Asked 17/12, 2014 at 9:42 Answered 27/12, 2014 at 22:33

Solved mongodb synchronization mirror replay

We are running a 3-member MongoDB replica set in production environment.

We would need to maintain a clone of that replset, which is called "mirror," to do internal analytics. This mirror does not need to be real-time but the more it is up-to-date the better it is (could be 1-day lagged at max).

What would be the most appropriate methods to maintain such a mirrored database? (Note that this mirror can be either 1-member replset or standalone instance)

FYI, we have tried 2 options but their speed was not acceptable:

Oplog replaying. But this took so much time (~40 hours to play oplog from the replset's Primary).
Periodically using snapshot from production replset but the new volume (created from snapshot) was so slow because it was not warmed up (we are using AWS EBS, the warming up took ~12 hours)

Update #1: We also tried to make the mirror to be the replset member but we wanted to separate the mirror from the replset so this options does not satisfy the requirements.

Update #2: The reason why we do not want this mirror to be a replset member: We ran heavy queries on this mirror and made it run out of resource credits (disk IO, network IO, CPU) and the instance became temporarily unavailable. This changed the whole replset structure (because it lost one node). When the instance was available again, it changed the replset structure again (added one more node). These changes badly affected the replset.

Thank you.

Exemplum answered 17/12, 2014 at 9:42 Comment(6)

Use delayed replica set? (docs.mongodb.org/manual/tutorial/…) You can choose the delay. – Morceau 17/12, 2014 at 10:16

Thansk. Is there any option to separate the mirror? A delayed member still belongs to the replset. – Exemplum 17/12, 2014 at 10:30

Why don't you want it to belong to the replica set? – Morceau 17/12, 2014 at 10:51

Because we ran heavy queries on this mirror and made it run out of resource credits (disk IO, network IO, CPU) and the instance became temporarily unavailable.
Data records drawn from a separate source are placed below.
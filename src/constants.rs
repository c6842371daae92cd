// DOM hooks provided by the page markup. A missing element is skipped, not an error.

pub const CURSOR_LAYER_ID: &str = "cursor-layer";
pub const CURSOR_RING_ID: &str = "cursor-ring";
pub const CURSOR_DOT_ID: &str = "cursor-dot";
pub const PROGRESS_BAR_ID: &str = "scroll-progress";
pub const SPOTLIGHT_ID: &str = "spotlight";

// Set on <html> so CSS can pause the marquee and other keyframe animations.
pub const REDUCED_MOTION_ATTR: &str = "data-reduced-motion";

// Config overrides are read from <body data-folio-KEY="...">
pub const CONFIG_ATTR_PREFIX: &str = "data-folio-";

#[inline]
pub fn config_attribute(key: &str) -> String {
    format!("{CONFIG_ATTR_PREFIX}{key}")
}
use crate::events::SharedLayer;
use crate::render::Surfaces;
use folio_core::PresentationSnapshot;
use std::cell::{Cell, RefCell};
use std::rc::Rc;
use wasm_bindgen::closure::Closure;
use wasm_bindgen::JsCast;
use web_sys as web;

pub struct FrameContext {
    pub layer: SharedLayer,
    pub surfaces: Surfaces,
    last: Option<PresentationSnapshot>,
}

impl FrameContext {
    pub fn new(layer: SharedLayer, surfaces: Surfaces) -> Self {
        Self {
            layer,
            surfaces,
            last: None,
        }
    }

    /// Write the snapshot into the DOM when it differs from the last one written.
    pub fn frame(&mut self) {
        let snap = self.layer.borrow().snapshot();
        if self.last.as_ref() == Some(&snap) {
            return;
        }
        self.surfaces.apply(&snap);
        self.last = Some(snap);
    }
}

type Tick = Rc<RefCell<Option<Closure<dyn FnMut()>>>>;

/// `requestAnimationFrame` loop that stops when dropped.
pub struct FrameLoop {
    tick: Tick,
    handle: Rc<Cell<Option<i32>>>,
    ctx: Rc<RefCell<FrameContext>>,
}

impl FrameLoop {
    pub fn start(window: &web::Window, ctx: FrameContext) -> Self {
        let ctx = Rc::new(RefCell::new(ctx));
        let tick: Tick = Rc::new(RefCell::new(None));
        let handle = Rc::new(Cell::new(None));

        let tick_clone = tick.clone();
        let handle_tick = handle.clone();
        let ctx_tick = ctx.clone();
        let win = window.clone();
        *tick.borrow_mut() = Some(Closure::wrap(Box::new(move || {
            ctx_tick.borrow_mut().frame();
            request(&win, &tick_clone, &handle_tick);
        }) as Box<dyn FnMut()>));

        request(window, &tick, &handle);
        Self { tick, handle, ctx }
    }
}

fn request(window: &web::Window, tick: &Tick, handle: &Rc<Cell<Option<i32>>>) {
    if let Some(cb) = tick.borrow().as_ref() {
        handle.set(window.request_animation_frame(cb.as_ref().unchecked_ref()).ok());
    }
}

impl Drop for FrameLoop {
    fn drop(&mut self) {
        if let (Some(id), Some(w)) = (self.handle.take(), web::window()) {
            _ = w.cancel_animation_frame(id);
        }
        // Breaks the closure's reference to itself
        self.tick.borrow_mut().take();
        self.ctx.borrow().surfaces.reset();
    }
}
This changed the whole replset structure (because it lost one node). When the instance was available again, it changed the replset structure again (added one more node). These changes badly affected the replset. That is why I do not want the mirror to be member of replset. – Exemplum 18/12, 2014 at 2:12

did you set its priority to 0 and votes to 0? and hidden to true? this way it does not change the number of voting members or quorum or majority it takes to elect a new primary. – Leftover 26/12, 2014 at 23:29

I do not clearly remember but I should try it and evaluate. Thank you. – Exemplum 29/12, 2014 at 3:51

You could use a "hidden secondary" as explained here: http://docs.mongodb.org/manual/tutorial/configure-a-hidden-replica-set-member/

We use those in a sharded replica environment (4 shards, multiple secondaries per shard) to do our backups. We shutdown the hidden secondaries, take snapshots of the file system and start the machines after that. Never had problems on the production cluster during/after backups. Depending on your needs you can set the delay to a customized time so the replica is either live or has the configured delay.
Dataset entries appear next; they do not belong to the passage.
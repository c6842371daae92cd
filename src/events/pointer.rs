use super::SharedLayer;
use crate::dom;
use folio_core::InputEvent;
use gloo_events::EventListener;
use wasm_bindgen::JsCast;
use web_sys as web;

/// Viewport-wide pointer tracking: cursor and spotlight.
pub fn wire_pointer(
    window: &web::Window,
    document: &web::Document,
    layer: &SharedLayer,
) -> Vec<EventListener> {
    let mut listeners = Vec::with_capacity(2);

    let move_layer = layer.clone();
    let win = window.clone();
    listeners.push(EventListener::new(window, "mousemove", move |event| {
        let Some(ev) = event.dyn_ref::<web::MouseEvent>() else {
            return;
        };
        move_layer.borrow_mut().apply(InputEvent::PointerMoved {
            position: dom::client_point(ev),
            viewport: dom::viewport(&win),
        });
    }));

    // `mouseleave` on <html> fires when the pointer exits the window
    if let Some(root) = document.document_element() {
        let leave_layer = layer.clone();
        listeners.push(EventListener::new(&root, "mouseleave", move |_| {
            leave_layer.borrow_mut().apply(InputEvent::PointerLeft);
        }));
    }

    listeners
}

/// Tilt tracking bound to the hero container. Binds the tracker; the caller
/// unbinds it by dropping the listeners and unmounting the layer.
pub fn wire_hero(hero: &web::HtmlElement, layer: &SharedLayer) -> Vec<EventListener> {
    layer.borrow_mut().apply(InputEvent::HeroBound);

    let move_layer = layer.clone();
    let el = hero.clone();
    let on_move = EventListener::new(hero, "mousemove", move |event| {
        let Some(ev) = event.dyn_ref::<web::MouseEvent>() else {
            return;
        };
        move_layer.borrow_mut().apply(InputEvent::HeroMoved {
            position: dom::client_point(ev),
            bounds: dom::bounds_of(&el),
        });
    });

    let leave_layer = layer.clone();
    let on_leave = EventListener::new(hero, "mouseleave", move |_| {
        leave_layer.borrow_mut().apply(InputEvent::HeroLeft);
    });

    vec![on_move, on_leave]
}
use crate::{TrackingPhase, Viewport, SPOTLIGHT_ORIGIN_PCT};
use glam::Vec2;

/// Centre of the background radial gradient, in percent of the viewport.
#[derive(Clone, Copy, Debug, PartialEq)]
pub struct SpotlightPosition {
    pub x: f32,
    pub y: f32,
}

impl SpotlightPosition {
    pub fn new(x: f32, y: f32) -> Self {
        Self { x, y }
    }
}

impl Default for SpotlightPosition {
    fn default() -> Self {
        Self::new(SPOTLIGHT_ORIGIN_PCT[0], SPOTLIGHT_ORIGIN_PCT[1])
    }
}

/// Moves the background spotlight with the pointer.
///
/// While reduced motion is requested the position is frozen at its last value,
/// so re-enabling motion does not animate from a reset origin.
#[derive(Clone, Debug, Default)]
pub struct SpotlightTracker {
    position: SpotlightPosition,
    phase: TrackingPhase,
}

impl SpotlightTracker {
    pub fn new(origin: SpotlightPosition) -> Self {
        Self {
            position: origin,
            phase: TrackingPhase::Idle,
        }
    }

    pub fn pointer_moved(&mut self, pointer: Vec2, viewport: Viewport, reduced_motion: bool) {
        if reduced_motion {
            return;
        }
        let Some(pct) = viewport.percent_of(pointer) else {
            return;
        };
        self.position = SpotlightPosition::new(pct.x, pct.y);
        self.phase = TrackingPhase::Tracking;
    }

    /// Pointer left the viewport; the spotlight stays where it was.
    pub fn pointer_left(&mut self) {
        self.phase = TrackingPhase::Idle;
    }

    #[inline]
    pub fn position(&self) -> SpotlightPosition {
        self.position
    }

    #[inline]
    pub fn phase(&self) -> TrackingPhase {
        self.phase
    }
}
Update: To explain why I'm so sure this will work: Our cluster does (in MongoDB scale) really heavy lifting with huge M/R jobs, high insert, update and query rates and a total DB size of around 10TB. All on fairly small EC2 instances. We can shutdown our backup secondaries without any problems in any state of the production cluster. We do our backups more than 5 times a day for more than a year now and did several tests with the architecture. Never saw any problems on the production cluster. As our application is really latency sensitive we would see a huge impact in our system if there is any kind of latency impact during backups.

Ss answered 27/12, 2014 at 22:33 Comment(2)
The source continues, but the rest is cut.